Coverage

What is it

Coverage informs users if there are images that are uncovered in a particular dataset. An uncovered image is one which does not have a sufficient number of similar images in the dataset.

When to use it

Coverage can be used to determine if certain meta-features are undersampled in a dataset. For example, perhaps a dataset contains a sufficient number of images of cows, but only one or two instances of cows on beaches. In this scenario, a typical diagnostic test of dataset metadata would likely say there aren’t any bias or undercoverage issues, but there is undercoverage of cows on beaches in reality. Users should investigate undercovered images to determine what the underlying meta-features are which may be undercovered.

Theory behind it

Coverage, like many non-parametric data diagnostic tools, is rooted in dimension reduction. We assume, for the sake of tractability, that a set of images can be embedded in a low-dimensional subspace of the original pixel space. This space characterizes the difference between images. Typically, we learn this space via an autoencoder.
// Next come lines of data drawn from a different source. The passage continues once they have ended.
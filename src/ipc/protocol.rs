//! Typed commands and replies carried over a [`Channel`](super::channel::Channel).
//!
//! Requests start with their command tag. Replies carry no tag: the side
//! that sent the request knows which reply shape to expect.

use crate::config::types::{Result, ZygoteError, MAX_DESCRIPTORS};
use crate::ipc::codec::{MessageReader, MessageWriter};
use crate::kernel::process::CrashStatus;

/// Controller -> zygote command tags
#[derive(Debug, Clone, Copy, PartialEq, Eq)]
#[repr(i32)]
pub enum ZygoteCommand {
    Fork = 0,
    Reap = 1,
    DidProcessCrash = 2,
}

impl TryFrom<i32> for ZygoteCommand {
    type Error = ZygoteError;

    fn try_from(tag: i32) -> Result<Self> {
        match tag {
            0 => Ok(Self::Fork),
            1 => Ok(Self::Reap),
            2 => Ok(Self::DidProcessCrash),
            other => Err(ZygoteError::malformed(format!("unknown zygote command {}", other))),
        }
    }
}

/// Worker -> helper method tags
#[derive(Debug, Clone, Copy, PartialEq, Eq)]
#[repr(i32)]
pub enum SandboxMethod {
    FontMatch = 0,
    FontOpen = 1,
    GetFontFamilyForChars = 2,
}

impl TryFrom<i32> for SandboxMethod {
    type Error = ZygoteError;

    fn try_from(tag: i32) -> Result<Self> {
        match tag {
            0 => Ok(Self::FontMatch),
            1 => Ok(Self::FontOpen),
            2 => Ok(Self::GetFontFamilyForChars),
            other => Err(ZygoteError::malformed(format!("unknown sandbox method {}", other))),
        }
    }
}

fn expect_no_descriptors(what: &str, descriptor_count: usize) -> Result<()> {
    if descriptor_count != 0 {
        return Err(ZygoteError::malformed(format!(
            "{} carries {} unexpected descriptors",
            what, descriptor_count
        )));
    }
    Ok(())
}

fn decode_pid(reader: &mut MessageReader<'_>) -> Result<i32> {
    let pid = reader.decode_int()?;
    if pid <= 0 {
        return Err(ZygoteError::malformed(format!("invalid process id {}", pid)));
    }
    Ok(pid)
}

/// A decoded controller request
#[derive(Debug, Clone, PartialEq, Eq)]
pub enum ZygoteRequest {
    /// Clone a worker; `keys[i]` names the i-th attached descriptor
    Fork { argv: Vec<String>, keys: Vec<u32> },
    Reap { pid: i32 },
    DidProcessCrash { pid: i32 },
}

impl ZygoteRequest {
    pub fn command(&self) -> ZygoteCommand {
        match self {
            Self::Fork { .. } => ZygoteCommand::Fork,
            Self::Reap { .. } => ZygoteCommand::Reap,
            Self::DidProcessCrash { .. } => ZygoteCommand::DidProcessCrash,
        }
    }

    pub fn encode(&self) -> Vec<u8> {
        let mut writer = MessageWriter::new();
        writer.encode_int(self.command() as i32);

        match self {
            Self::Fork { argv, keys } => {
                writer.encode_int(argv.len() as i32);
                for arg in argv {
                    writer.encode_string(arg);
                }
                writer.encode_descriptor_count(keys.len());
                for key in keys {
                    writer.encode_u32(*key);
                }
            }
            Self::Reap { pid } | Self::DidProcessCrash { pid } => {
                writer.encode_int(*pid);
            }
        }

        writer.finish()
    }

    /// Decode a request that arrived with `descriptor_count` descriptors
    pub fn decode(payload: &[u8], descriptor_count: usize) -> Result<Self> {
        let mut reader = MessageReader::new(payload)?;
        let command = ZygoteCommand::try_from(reader.decode_int()?)?;

        match command {
            ZygoteCommand::Fork => {
                let argc = reader.decode_count()?;
                let mut argv = Vec::with_capacity(argc);
                for _ in 0..argc {
                    argv.push(reader.decode_string()?);
                }

                let mapping_count = reader.decode_descriptor_count(MAX_DESCRIPTORS)?;
                if mapping_count != descriptor_count {
                    return Err(ZygoteError::malformed(format!(
                        "fork maps {} keys but carries {} descriptors",
                        mapping_count, descriptor_count
                    )));
                }

                let mut keys = Vec::with_capacity(mapping_count);
                for _ in 0..mapping_count {
                    let key = reader.decode_u32()?;
                    if keys.contains(&key) {
                        return Err(ZygoteError::malformed(format!(
                            "descriptor key {} mapped twice",
                            key
                        )));
                    }
                    keys.push(key);
                }

                Ok(Self::Fork { argv, keys })
            }
            ZygoteCommand::Reap => {
                expect_no_descriptors("reap", descriptor_count)?;
                Ok(Self::Reap {
                    pid: decode_pid(&mut reader)?,
                })
            }
            ZygoteCommand::DidProcessCrash => {
                expect_no_descriptors("crash check", descriptor_count)?;
                Ok(Self::DidProcessCrash {
                    pid: decode_pid(&mut reader)?,
                })
            }
        }
    }
}

/// Zygote answer to a fork request
#[derive(Debug, Clone, PartialEq, Eq)]
pub enum ForkReply {
    Spawned(i32),
    Failed(String),
}

impl ForkReply {
    pub fn encode(&self) -> Vec<u8> {
        let mut writer = MessageWriter::new();
        match self {
            Self::Spawned(pid) => {
                writer.encode_bool(true).encode_int(*pid);
            }
            Self::Failed(reason) => {
                writer.encode_bool(false).encode_string(reason);
            }
        }
        writer.finish()
    }

    pub fn decode(payload: &[u8]) -> Result<Self> {
        let mut reader = MessageReader::new(payload)?;
        if reader.decode_bool()? {
            Ok(Self::Spawned(decode_pid(&mut reader)?))
        } else {
            Ok(Self::Failed(reader.decode_string()?))
        }
    }
}

impl CrashStatus {
    pub fn encode(&self) -> Vec<u8> {
        let mut writer = MessageWriter::new();
        writer.encode_bool(self.crashed).encode_bool(self.exited);
        writer.finish()
    }

    pub fn decode(payload: &[u8]) -> Result<Self> {
        let mut reader = MessageReader::new(payload)?;
        Ok(Self {
            crashed: reader.decode_bool()?,
            exited: reader.decode_bool()?,
        })
    }
}

/// Font lookup as issued by a worker
#[derive(Debug, Clone, PartialEq, Eq, Default)]
pub struct FontQuery {
    /// Previously matched file the worker would like to keep using
    pub fileid: Option<u32>,
    pub is_bold: bool,
    pub is_italic: bool,
    pub family: String,
}

/// Successful font match
#[derive(Debug, Clone, PartialEq, Eq)]
pub struct FontMatch {
    pub fileid: u32,
    pub family: String,
}

/// A decoded worker request
#[derive(Debug, Clone, PartialEq, Eq)]
pub enum SandboxRequest {
    FontMatch(FontQuery),
    FontOpen { fileid: u32 },
    FamilyForChars { chars: Vec<u32> },
}

impl SandboxRequest {
    pub fn method(&self) -> SandboxMethod {
        match self {
            Self::FontMatch(_) => SandboxMethod::FontMatch,
            Self::FontOpen { .. } => SandboxMethod::FontOpen,
            Self::FamilyForChars { .. } => SandboxMethod::GetFontFamilyForChars,
        }
    }

    pub fn encode(&self) -> Vec<u8> {
        let mut writer = MessageWriter::new();
        writer.encode_int(self.method() as i32);

        match self {
            Self::FontMatch(query) => {
                writer.encode_bool(query.fileid.is_some());
                if let Some(fileid) = query.fileid {
                    writer.encode_u32(fileid);
                }
                writer
                    .encode_bool(query.is_bold)
                    .encode_bool(query.is_italic)
                    .encode_string(&query.family);
            }
            Self::FontOpen { fileid } => {
                writer.encode_u32(*fileid);
            }
            Self::FamilyForChars { chars } => {
                writer.encode_int(chars.len() as i32);
                for code in chars {
                    writer.encode_u32(*code);
                }
            }
        }

        writer.finish()
    }

    pub fn decode(payload: &[u8], descriptor_count: usize) -> Result<Self> {
        let mut reader = MessageReader::new(payload)?;
        let method = SandboxMethod::try_from(reader.decode_int()?)?;
        expect_no_descriptors("sandbox request", descriptor_count)?;

        match method {
            SandboxMethod::FontMatch => {
                let fileid = if reader.decode_bool()? {
                    Some(reader.decode_u32()?)
                } else {
                    None
                };
                Ok(Self::FontMatch(FontQuery {
                    fileid,
                    is_bold: reader.decode_bool()?,
                    is_italic: reader.decode_bool()?,
                    family: reader.decode_string()?,
                }))
            }
            SandboxMethod::FontOpen => Ok(Self::FontOpen {
                fileid: reader.decode_u32()?,
            }),
            SandboxMethod::GetFontFamilyForChars => {
                let count = reader.decode_count()?;
                let mut chars = Vec::with_capacity(count);
                for _ in 0..count {
                    chars.push(reader.decode_u32()?);
                }
                Ok(Self::FamilyForChars { chars })
            }
        }
    }
}

/// Helper answer; its shape is fixed by the method of the pending request
#[derive(Debug, Clone, PartialEq, Eq)]
pub enum SandboxReply {
    FontMatch(Option<FontMatch>),
    /// When `found`, exactly one descriptor accompanies the reply
    FontOpen { found: bool },
    FamilyForChars(String),
}

impl SandboxReply {
    pub fn encode(&self) -> Vec<u8> {
        let mut writer = MessageWriter::new();

        match self {
            Self::FontMatch(None) => {
                writer.encode_bool(false);
            }
            Self::FontMatch(Some(found)) => {
                writer
                    .encode_bool(true)
                    .encode_u32(found.fileid)
                    .encode_string(&found.family);
            }
            Self::FontOpen { found } => {
                writer.encode_bool(*found);
            }
            Self::FamilyForChars(family) => {
                writer.encode_string(family);
            }
        }

        writer.finish()
    }

    pub fn decode(method: SandboxMethod, payload: &[u8], descriptor_count: usize) -> Result<Self> {
        let mut reader = MessageReader::new(payload)?;

        match method {
            SandboxMethod::FontMatch => {
                expect_no_descriptors("font match reply", descriptor_count)?;
                if !reader.decode_bool()? {
                    return Ok(Self::FontMatch(None));
                }
                Ok(Self::FontMatch(Some(FontMatch {
                    fileid: reader.decode_u32()?,
                    family: reader.decode_string()?,
                })))
            }
            SandboxMethod::FontOpen => {
                let found = reader.decode_bool()?;
                let expected = usize::from(found);
                if descriptor_count != expected {
                    return Err(ZygoteError::malformed(format!(
                        "font open reply (found={}) carries {} descriptors",
                        found, descriptor_count
                    )));
                }
                Ok(Self::FontOpen { found })
            }
            SandboxMethod::GetFontFamilyForChars => {
                expect_no_descriptors("family reply", descriptor_count)?;
                Ok(Self::FamilyForChars(reader.decode_string()?))
            }
        }
    }
}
Once we have a lower dimensional embedding subspace, we look at the distribution of the images within it. Specifically, with coverage, we are looking for images which do not have many other images in their immediate vicinity. By default, we look at the smallest d-dimensional ball around a given image, where d is the dimension of the embedding, which covers \(30\) images. If the radius of that ball is above a certain prespecified value, or if the radius of that ball is in the top \(x\) % of all the radii in the dataset, we say an image is uncovered, and recommend the user investigate it further. While the decision to label an individual image as uncovered is dependent on an (arbitrary) radius, it stands to reason that uncovered images will have more systemic meta-feature undersampling than covered images on average.

Class Output

The coverage function does not identify the reason that the image is uncovered. The functionality of mapping coverage to specific aspects of the image is outside the scope of the coverage function.